◆ Records for the task
//! Walk wiring: turning an assembled graph into a finished walk.
//!
//! This is where the state views for each walk operation are decided:
//! validate walks see three fresh empty states, plan walks get three
//! independent deep copies of the input state, and every other walk
//! shares a single view. The stop watcher is started before the first
//! node runs and shut down and joined before the walk returns.

use rustc_hash::FxHashMap;
use std::sync::Arc;
use tracing::debug;

use super::Context;
use crate::addrs::UniqueKey;
use crate::diagnostics::Diagnostics;
use crate::graph::{Graph, GraphWalker, WalkOperation};
use crate::plan::SyncChanges;
use crate::refactoring::MoveResult;
use crate::state::State;
use crate::vars::InputValues;

/// Per-walk inputs gathered by an entry point before handing off to the
/// executor.
#[derive(Default)]
pub(crate) struct GraphWalkOpts {
    /// State the walk starts from, already rewritten by any move
    /// statements. Ignored by validate walks, which always start empty.
    pub input_state: State,
    pub changes: SyncChanges,
    pub root_variable_values: InputValues,
    pub move_results: FxHashMap<UniqueKey, MoveResult>,
}

impl Context {
    /// Execute `graph` to completion, returning the walker so the caller
    /// can harvest its state views and accumulated diagnostics.
    pub(crate) async fn walk(
        &self,
        graph: &Graph,
        operation: WalkOperation,
        opts: GraphWalkOpts,
    ) -> (Arc<GraphWalker>, Diagnostics) {
        debug!(%operation, "starting graph walk");

        let walker = self.graph_walker(operation, opts);
        let (done_tx, watcher) = self.watch_stop();

        let diags = graph.walk(Arc::clone(&walker)).await;

        // Shut the stop watcher down and join it so nothing it might do
        // outlives the walk.
        let _ = done_tx.send(());
        if watcher.await.is_err() {
            debug!("stop watcher did not shut down cleanly");
        }

        (walker, diags)
    }

    /// Wire up the walker for one operation, including its state views.
    pub(crate) fn graph_walker(&self, operation: WalkOperation, opts: GraphWalkOpts) -> Arc<GraphWalker> {
        let (state, refresh_state, prev_run_state) = match operation {
            // Validation must not depend on any existing state.
            WalkOperation::Validate => (
                State::new().sync_wrapper(),
                Some(State::new().sync_wrapper()),
                Some(State::new().sync_wrapper()),
            ),
            // Plan walks mutate the working and refresh views while the
            // previous-run view stays frozen; each gets an independent
            // deep copy so none can alias another.
            WalkOperation::Plan | WalkOperation::PlanDestroy => (
                opts.input_state.deep_copy().sync_wrapper(),
                Some(opts.input_state.deep_copy().sync_wrapper()),
                Some(opts.input_state.sync_wrapper()),
            ),
            WalkOperation::Eval | WalkOperation::Apply => {
                (opts.input_state.sync_wrapper(), None, None)
            }
        };

        Arc::new(GraphWalker::new(
            operation,
            state,
            refresh_state,
            prev_run_state,
            opts.changes,
            opts.move_results,
            opts.root_variable_values,
            self.components.clone(),
            self.stop_receiver(),
        ))
    }
}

◆ Task
Set down the whole of the material, exactly.

◆ Answer for the task
//! Walk wiring: turning an assembled graph into a finished walk.
//!
//! This is where the state views for each walk operation are decided:
//! validate walks see three fresh empty states, plan walks get three
//! independent deep copies of the input state, and every other walk
//! shares a single view. The stop watcher is started before the first
//! node runs and shut down and joined before the walk returns.

use rustc_hash::FxHashMap;
use std::sync::Arc;
use tracing::debug;

use super::Context;
use crate::addrs::UniqueKey;
use crate::diagnostics::Diagnostics;
use crate::graph::{Graph, GraphWalker, WalkOperation};
use crate::plan::SyncChanges;
use crate::refactoring::MoveResult;
use crate::state::State;
use crate::vars::InputValues;

/// Per-walk inputs gathered by an entry point before handing off to the
/// executor.
#[derive(Default)]
pub(crate) struct GraphWalkOpts {
    /// State the walk starts from, already rewritten by any move
    /// statements. Ignored by validate walks, which always start empty.
    pub input_state: State,
    pub changes: SyncChanges,
    pub root_variable_values: InputValues,
    pub move_results: FxHashMap<UniqueKey, MoveResult>,
}

impl Context {
    /// Execute `graph` to completion, returning the walker so the caller
    /// can harvest its state views and accumulated diagnostics.
    pub(crate) async fn walk(
        &self,
        graph: &Graph,
        operation: WalkOperation,
        opts: GraphWalkOpts,
    ) -> (Arc<GraphWalker>, Diagnostics) {
        debug!(%operation, "starting graph walk");

        let walker = self.graph_walker(operation, opts);
        let (done_tx, watcher) = self.watch_stop();

        let diags = graph.walk(Arc::clone(&walker)).await;

        // Shut the stop watcher down and join it so nothing it might do
        // outlives the walk.
        let _ = done_tx.send(());
        if watcher.await.is_err() {
            debug!("stop watcher did not shut down cleanly");
        }

        (walker, diags)
    }

    /// Wire up the walker for one operation, including its state views.
    pub(crate) fn graph_walker(&self, operation: WalkOperation, opts: GraphWalkOpts) -> Arc<GraphWalker> {
        let (state, refresh_state, prev_run_state) = match operation {
            // Validation must not depend on any existing state.
            WalkOperation::Validate => (
                State::new().sync_wrapper(),
                Some(State::new().sync_wrapper()),
                Some(State::new().sync_wrapper()),
            ),
            // Plan walks mutate the working and refresh views while the
            // previous-run view stays frozen; each gets an independent
            // deep copy so none can alias another.
            WalkOperation::Plan | WalkOperation::PlanDestroy => (
                opts.input_state.deep_copy().sync_wrapper(),
                Some(opts.input_state.deep_copy().sync_wrapper()),
                Some(opts.input_state.sync_wrapper()),
            ),
            WalkOperation::Eval | WalkOperation::Apply => {
                (opts.input_state.sync_wrapper(), None, None)
            }
        };

        Arc::new(GraphWalker::new(
            operation,
            state,
            refresh_state,
            prev_run_state,
            opts.changes,
            opts.move_results,
            opts.root_variable_values,
            self.components.clone(),
            self.stop_receiver(),
        ))
    }
}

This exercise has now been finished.